*WORK TO BE COMPLETED*. In the material below, find each line with the word "message" and copy it.

*DATASET EXTRACT*.

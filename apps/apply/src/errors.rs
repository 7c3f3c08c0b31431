use axum::{
    http::StatusCode,
    response::{IntoResponse, Response},
    Json,
};
use serde_json::json;
use thiserror::Error;

use crate::backend::BackendError;

/// Application-level error type.
/// Implements `IntoResponse` so Axum handlers can return `Result<T, AppError>`.
#[derive(Debug, Error)]
pub enum AppError {
    #[error("Not found: {0}")]
    NotFound(String),

    /// User-facing input problem. Never reaches the backend and leaves the draft as it was.
    #[error("Validation error: {0}")]
    Validation(String),

    #[error("You have already applied to job {0}")]
    AlreadyApplied(String),

    /// The requested action is not allowed in the form's current state.
    #[error("Conflict: {0}")]
    Conflict(String),

    #[error("Backend error: {0}")]
    Backend(#[from] BackendError),

    #[error("Internal server error: {0}")]
    Internal(#[from] anyhow::Error),
}

impl IntoResponse for AppError {
    fn into_response(self) -> Response {
        let (status, code, message) = match &self {
            AppError::NotFound(msg) => (StatusCode::NOT_FOUND, "NOT_FOUND", msg.clone()),
            AppError::Validation(msg) => (StatusCode::BAD_REQUEST, "VALIDATION_ERROR", msg.clone()),
            AppError::AlreadyApplied(_) => (StatusCode::CONFLICT, "ALREADY_APPLIED", self.to_string()),
            AppError::Conflict(msg) => (StatusCode::CONFLICT, "CONFLICT", msg.clone()),
            AppError::Backend(BackendError::NotFound(what)) => {
                (StatusCode::NOT_FOUND, "NOT_FOUND", format!("{what} not found"))
            }
            AppError::Backend(e) => {
                tracing::error!("Backend error: {e}");
                (
                    StatusCode::BAD_GATEWAY,
                    "BACKEND_ERROR",
                    "The job board service could not complete the request".to_string(),
                )
            }
            AppError::Internal(e) => {
                tracing::error!("Internal error: {e:?}");
                (
                    StatusCode::INTERNAL_SERVER_ERROR,
                    "INTERNAL_ERROR",
                    "An internal server error occurred".to_string(),
                )
            }
        };

        let body = Json(json!({
            "error": {
                "code": code,
                "message": message
            }
        }));

        (status, body).into_response()
    }
}

#[cfg(test)]
mod tests {
    use super::*;

    #[test]
    fn test_status_codes() {
        let cases = [
            (AppError::NotFound("x".into()), StatusCode::NOT_FOUND),
            (AppError::Validation("x".into()), StatusCode::BAD_REQUEST),
            (AppError::AlreadyApplied("job-1".into()), StatusCode::CONFLICT),
            (AppError::Conflict("x".into()), StatusCode::CONFLICT),
            (
                AppError::Backend(BackendError::Api {
                    status: 500,
                    message: "boom".into(),
                }),
                StatusCode::BAD_GATEWAY,
            ),
            (
                AppError::Backend(BackendError::NotFound("job job-9".into())),
                StatusCode::NOT_FOUND,
            ),
        ];
        for (err, expected) in cases {
            assert_eq!(err.into_response().status(), expected);
        }
    }
}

*ANSWER BELOW*.
        let (status, code, message) = match &self {
                "message": message
                    message: "boom".into(),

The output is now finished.